Look through the data below for the string "DeviceStatus", and copy every line where it turns up.

==== Exercise data ====

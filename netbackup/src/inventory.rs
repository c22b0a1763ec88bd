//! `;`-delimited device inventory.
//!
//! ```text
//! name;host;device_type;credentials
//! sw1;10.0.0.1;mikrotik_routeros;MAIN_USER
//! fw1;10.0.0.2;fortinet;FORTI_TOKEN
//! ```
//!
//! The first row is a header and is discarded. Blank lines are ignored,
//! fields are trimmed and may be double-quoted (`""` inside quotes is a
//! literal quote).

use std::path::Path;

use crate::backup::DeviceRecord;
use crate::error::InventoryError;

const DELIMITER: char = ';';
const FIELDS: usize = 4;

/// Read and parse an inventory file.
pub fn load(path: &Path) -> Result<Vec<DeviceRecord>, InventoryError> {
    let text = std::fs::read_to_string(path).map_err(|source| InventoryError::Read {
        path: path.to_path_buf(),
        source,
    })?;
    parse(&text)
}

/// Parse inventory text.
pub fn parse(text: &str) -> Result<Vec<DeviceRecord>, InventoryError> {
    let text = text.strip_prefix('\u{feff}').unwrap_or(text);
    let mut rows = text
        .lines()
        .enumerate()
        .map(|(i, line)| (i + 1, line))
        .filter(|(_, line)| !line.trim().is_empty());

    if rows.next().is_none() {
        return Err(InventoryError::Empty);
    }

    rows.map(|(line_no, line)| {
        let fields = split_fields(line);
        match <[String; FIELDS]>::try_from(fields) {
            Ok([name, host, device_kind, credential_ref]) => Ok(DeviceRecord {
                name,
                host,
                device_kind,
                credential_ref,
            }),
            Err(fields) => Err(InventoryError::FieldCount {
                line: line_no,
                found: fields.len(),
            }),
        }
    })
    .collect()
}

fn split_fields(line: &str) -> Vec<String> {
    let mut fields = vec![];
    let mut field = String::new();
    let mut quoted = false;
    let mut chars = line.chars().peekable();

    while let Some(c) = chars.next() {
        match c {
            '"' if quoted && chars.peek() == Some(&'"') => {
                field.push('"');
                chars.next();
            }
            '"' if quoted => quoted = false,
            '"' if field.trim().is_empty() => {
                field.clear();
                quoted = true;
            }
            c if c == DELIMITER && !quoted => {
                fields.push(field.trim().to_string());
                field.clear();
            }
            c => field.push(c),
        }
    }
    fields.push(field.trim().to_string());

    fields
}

====
==== Exercise data ====

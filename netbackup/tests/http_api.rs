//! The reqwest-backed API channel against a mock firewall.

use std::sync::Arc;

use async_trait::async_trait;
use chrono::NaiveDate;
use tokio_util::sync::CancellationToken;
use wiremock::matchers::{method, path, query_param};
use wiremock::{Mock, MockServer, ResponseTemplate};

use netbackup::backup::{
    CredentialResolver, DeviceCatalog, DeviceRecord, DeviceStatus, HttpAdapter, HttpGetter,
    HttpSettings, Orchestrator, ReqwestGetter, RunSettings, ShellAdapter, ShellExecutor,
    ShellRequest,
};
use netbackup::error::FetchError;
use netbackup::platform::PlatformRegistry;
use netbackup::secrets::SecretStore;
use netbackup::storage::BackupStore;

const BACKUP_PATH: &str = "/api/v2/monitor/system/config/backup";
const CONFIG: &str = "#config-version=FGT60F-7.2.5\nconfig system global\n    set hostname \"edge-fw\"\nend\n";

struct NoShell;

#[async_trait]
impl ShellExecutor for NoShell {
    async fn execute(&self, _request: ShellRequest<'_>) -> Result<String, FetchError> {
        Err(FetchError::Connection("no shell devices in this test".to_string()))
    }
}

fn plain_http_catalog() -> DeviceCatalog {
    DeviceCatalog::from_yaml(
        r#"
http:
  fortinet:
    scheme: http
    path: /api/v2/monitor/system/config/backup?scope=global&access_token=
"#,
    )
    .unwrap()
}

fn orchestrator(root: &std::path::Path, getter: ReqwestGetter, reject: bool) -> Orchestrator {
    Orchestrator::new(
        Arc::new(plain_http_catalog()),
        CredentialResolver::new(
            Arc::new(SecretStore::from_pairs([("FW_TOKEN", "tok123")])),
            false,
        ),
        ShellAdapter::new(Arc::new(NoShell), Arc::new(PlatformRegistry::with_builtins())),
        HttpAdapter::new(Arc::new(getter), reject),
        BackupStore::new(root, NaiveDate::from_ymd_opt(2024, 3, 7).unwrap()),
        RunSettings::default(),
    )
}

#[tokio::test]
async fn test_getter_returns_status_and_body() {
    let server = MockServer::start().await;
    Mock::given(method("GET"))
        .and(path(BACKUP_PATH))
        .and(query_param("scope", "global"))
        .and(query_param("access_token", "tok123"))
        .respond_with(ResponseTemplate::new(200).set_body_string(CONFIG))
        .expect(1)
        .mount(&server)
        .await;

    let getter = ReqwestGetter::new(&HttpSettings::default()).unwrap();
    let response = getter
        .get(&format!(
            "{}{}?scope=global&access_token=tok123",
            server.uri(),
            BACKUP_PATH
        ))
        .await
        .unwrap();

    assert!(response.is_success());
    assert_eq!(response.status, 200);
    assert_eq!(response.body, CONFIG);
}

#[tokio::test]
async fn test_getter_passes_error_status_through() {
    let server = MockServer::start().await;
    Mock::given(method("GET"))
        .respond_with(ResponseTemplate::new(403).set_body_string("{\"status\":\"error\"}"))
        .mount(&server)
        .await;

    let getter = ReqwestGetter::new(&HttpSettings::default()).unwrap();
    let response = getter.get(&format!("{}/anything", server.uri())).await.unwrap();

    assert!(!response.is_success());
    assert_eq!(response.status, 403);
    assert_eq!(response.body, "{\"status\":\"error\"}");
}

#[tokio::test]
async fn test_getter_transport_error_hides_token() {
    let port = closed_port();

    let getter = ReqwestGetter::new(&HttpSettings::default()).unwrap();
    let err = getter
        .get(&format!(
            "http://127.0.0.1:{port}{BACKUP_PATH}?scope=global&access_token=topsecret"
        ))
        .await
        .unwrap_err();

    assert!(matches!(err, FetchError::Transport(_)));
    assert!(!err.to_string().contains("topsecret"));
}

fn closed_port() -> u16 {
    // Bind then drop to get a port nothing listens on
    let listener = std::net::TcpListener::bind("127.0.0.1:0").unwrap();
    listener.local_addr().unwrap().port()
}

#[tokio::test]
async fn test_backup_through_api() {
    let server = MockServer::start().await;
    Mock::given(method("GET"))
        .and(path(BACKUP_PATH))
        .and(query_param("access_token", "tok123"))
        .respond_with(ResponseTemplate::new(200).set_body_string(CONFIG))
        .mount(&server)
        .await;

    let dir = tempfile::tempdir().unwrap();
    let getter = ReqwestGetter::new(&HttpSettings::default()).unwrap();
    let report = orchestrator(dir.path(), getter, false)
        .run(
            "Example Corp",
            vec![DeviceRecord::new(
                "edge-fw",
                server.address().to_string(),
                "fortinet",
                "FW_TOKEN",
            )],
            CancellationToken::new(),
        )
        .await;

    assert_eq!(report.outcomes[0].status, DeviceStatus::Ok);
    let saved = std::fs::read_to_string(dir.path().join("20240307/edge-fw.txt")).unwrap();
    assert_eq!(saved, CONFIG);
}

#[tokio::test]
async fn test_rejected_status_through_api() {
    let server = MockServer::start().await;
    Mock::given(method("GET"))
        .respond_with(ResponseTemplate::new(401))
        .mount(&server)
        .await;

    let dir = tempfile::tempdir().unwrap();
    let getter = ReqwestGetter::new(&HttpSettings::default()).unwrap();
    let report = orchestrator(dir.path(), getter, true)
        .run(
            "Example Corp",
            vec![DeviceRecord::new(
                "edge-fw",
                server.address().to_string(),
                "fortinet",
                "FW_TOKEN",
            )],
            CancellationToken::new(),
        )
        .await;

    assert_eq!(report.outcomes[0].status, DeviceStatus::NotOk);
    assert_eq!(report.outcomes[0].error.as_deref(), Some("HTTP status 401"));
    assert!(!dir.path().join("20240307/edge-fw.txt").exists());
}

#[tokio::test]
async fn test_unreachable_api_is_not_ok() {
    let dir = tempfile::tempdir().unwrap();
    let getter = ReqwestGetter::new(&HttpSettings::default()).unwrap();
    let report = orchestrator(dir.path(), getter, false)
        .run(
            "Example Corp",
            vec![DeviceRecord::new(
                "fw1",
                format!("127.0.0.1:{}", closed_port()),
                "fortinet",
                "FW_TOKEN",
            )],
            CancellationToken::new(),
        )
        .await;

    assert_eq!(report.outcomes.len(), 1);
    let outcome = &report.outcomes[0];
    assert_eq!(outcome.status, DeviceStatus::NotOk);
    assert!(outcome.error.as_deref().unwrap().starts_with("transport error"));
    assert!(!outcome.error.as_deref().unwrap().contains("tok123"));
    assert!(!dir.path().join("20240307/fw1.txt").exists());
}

====
==== Exercise data ====

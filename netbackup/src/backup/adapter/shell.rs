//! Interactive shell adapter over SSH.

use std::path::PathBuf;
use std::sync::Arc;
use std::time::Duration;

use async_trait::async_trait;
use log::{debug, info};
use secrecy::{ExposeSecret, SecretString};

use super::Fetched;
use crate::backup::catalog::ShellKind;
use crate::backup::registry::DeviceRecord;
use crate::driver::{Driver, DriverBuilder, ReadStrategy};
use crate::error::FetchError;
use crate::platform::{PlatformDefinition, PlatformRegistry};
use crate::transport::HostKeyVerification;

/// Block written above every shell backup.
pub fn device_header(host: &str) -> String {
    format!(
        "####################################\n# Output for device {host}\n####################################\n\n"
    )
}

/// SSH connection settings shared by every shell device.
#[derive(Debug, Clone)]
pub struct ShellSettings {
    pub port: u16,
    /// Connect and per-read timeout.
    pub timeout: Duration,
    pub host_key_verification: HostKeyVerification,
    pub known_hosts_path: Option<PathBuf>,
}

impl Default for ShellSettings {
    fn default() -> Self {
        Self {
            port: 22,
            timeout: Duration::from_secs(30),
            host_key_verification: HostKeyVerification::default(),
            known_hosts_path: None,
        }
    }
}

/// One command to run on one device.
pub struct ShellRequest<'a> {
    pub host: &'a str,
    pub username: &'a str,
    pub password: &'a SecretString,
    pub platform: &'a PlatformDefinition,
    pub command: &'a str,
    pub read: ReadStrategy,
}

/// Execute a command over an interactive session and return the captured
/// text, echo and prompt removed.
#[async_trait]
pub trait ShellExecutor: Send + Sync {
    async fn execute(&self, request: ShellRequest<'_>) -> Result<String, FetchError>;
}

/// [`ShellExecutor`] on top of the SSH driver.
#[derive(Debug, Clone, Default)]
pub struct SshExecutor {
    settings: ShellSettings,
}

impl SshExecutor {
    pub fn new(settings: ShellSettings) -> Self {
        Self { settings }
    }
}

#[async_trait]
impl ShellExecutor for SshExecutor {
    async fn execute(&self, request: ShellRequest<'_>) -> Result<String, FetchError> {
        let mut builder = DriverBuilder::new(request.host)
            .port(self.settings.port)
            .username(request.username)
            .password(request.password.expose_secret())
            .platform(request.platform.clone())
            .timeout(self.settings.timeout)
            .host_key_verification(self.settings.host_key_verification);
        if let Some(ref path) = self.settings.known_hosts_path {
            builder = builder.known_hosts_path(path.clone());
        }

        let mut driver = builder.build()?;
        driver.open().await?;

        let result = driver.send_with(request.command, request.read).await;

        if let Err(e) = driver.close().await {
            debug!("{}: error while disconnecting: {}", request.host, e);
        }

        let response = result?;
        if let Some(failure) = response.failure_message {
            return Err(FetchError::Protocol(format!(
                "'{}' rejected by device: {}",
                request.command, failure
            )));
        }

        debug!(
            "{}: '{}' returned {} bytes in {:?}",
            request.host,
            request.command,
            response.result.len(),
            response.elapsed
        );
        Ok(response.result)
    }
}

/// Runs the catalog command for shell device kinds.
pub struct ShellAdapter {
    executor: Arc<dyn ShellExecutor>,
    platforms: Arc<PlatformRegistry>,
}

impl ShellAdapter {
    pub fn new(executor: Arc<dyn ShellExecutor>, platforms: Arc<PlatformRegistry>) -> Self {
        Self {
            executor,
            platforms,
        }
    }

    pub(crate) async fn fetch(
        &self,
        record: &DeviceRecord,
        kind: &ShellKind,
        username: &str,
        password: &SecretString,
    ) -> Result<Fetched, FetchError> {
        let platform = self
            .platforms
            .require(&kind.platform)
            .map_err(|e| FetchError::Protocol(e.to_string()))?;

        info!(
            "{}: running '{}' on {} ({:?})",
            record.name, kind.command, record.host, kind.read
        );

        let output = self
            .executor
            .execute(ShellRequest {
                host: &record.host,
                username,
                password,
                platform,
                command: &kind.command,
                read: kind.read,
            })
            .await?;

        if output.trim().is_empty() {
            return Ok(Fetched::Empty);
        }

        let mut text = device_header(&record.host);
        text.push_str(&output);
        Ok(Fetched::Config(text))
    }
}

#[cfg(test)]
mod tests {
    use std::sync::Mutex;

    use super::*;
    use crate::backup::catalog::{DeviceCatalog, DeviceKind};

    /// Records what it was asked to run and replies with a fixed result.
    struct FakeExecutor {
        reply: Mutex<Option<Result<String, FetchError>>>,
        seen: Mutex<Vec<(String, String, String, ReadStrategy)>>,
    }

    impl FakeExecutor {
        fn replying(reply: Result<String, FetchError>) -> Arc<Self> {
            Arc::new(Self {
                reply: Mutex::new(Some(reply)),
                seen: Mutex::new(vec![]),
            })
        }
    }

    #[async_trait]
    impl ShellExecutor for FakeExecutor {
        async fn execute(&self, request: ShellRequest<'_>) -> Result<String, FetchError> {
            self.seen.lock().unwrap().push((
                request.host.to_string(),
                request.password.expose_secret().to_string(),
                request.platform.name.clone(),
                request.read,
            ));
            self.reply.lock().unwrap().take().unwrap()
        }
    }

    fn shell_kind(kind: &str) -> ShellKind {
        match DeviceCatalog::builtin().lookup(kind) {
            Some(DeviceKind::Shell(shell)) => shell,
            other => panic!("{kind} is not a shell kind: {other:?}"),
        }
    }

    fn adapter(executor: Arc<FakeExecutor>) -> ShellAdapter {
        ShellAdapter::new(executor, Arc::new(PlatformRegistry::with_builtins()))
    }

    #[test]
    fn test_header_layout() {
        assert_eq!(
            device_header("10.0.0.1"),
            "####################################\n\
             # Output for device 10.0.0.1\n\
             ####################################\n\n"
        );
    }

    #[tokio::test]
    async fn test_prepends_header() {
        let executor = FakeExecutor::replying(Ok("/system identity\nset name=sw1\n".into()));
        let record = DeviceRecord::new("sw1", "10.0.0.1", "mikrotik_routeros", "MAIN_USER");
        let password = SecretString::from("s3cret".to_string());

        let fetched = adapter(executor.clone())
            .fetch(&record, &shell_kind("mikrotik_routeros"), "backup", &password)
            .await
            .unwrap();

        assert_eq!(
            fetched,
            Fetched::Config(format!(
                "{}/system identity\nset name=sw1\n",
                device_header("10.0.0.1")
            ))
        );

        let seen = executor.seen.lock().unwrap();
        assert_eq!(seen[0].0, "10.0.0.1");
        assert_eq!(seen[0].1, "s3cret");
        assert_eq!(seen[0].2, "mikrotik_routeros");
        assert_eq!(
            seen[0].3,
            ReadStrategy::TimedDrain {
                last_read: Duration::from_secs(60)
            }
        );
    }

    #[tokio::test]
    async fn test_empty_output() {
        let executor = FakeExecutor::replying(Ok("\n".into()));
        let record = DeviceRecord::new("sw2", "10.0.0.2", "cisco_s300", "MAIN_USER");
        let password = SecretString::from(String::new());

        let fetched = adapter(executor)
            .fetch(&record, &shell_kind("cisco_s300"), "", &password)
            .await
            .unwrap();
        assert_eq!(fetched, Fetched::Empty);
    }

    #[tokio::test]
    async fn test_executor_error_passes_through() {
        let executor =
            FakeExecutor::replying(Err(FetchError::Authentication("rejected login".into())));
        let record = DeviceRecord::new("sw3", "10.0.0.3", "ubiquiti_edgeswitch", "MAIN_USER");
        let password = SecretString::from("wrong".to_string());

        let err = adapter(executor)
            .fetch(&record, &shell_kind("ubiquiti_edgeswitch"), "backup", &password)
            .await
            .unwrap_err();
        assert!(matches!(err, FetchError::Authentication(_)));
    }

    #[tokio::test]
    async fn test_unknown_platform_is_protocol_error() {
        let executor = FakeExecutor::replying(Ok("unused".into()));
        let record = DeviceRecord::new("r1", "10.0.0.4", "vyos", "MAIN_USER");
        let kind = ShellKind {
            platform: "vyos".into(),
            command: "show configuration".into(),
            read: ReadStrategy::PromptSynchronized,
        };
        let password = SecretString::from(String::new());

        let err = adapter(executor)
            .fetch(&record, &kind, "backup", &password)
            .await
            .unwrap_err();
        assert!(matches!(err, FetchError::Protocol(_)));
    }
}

====

● **Written response**
    CredentialResolver, DeviceCatalog, DeviceRecord, DeviceStatus, HttpAdapter, HttpGetter,
    assert_eq!(report.outcomes[0].status, DeviceStatus::Ok);
    assert_eq!(report.outcomes[0].status, DeviceStatus::NotOk);
    assert_eq!(outcome.status, DeviceStatus::NotOk);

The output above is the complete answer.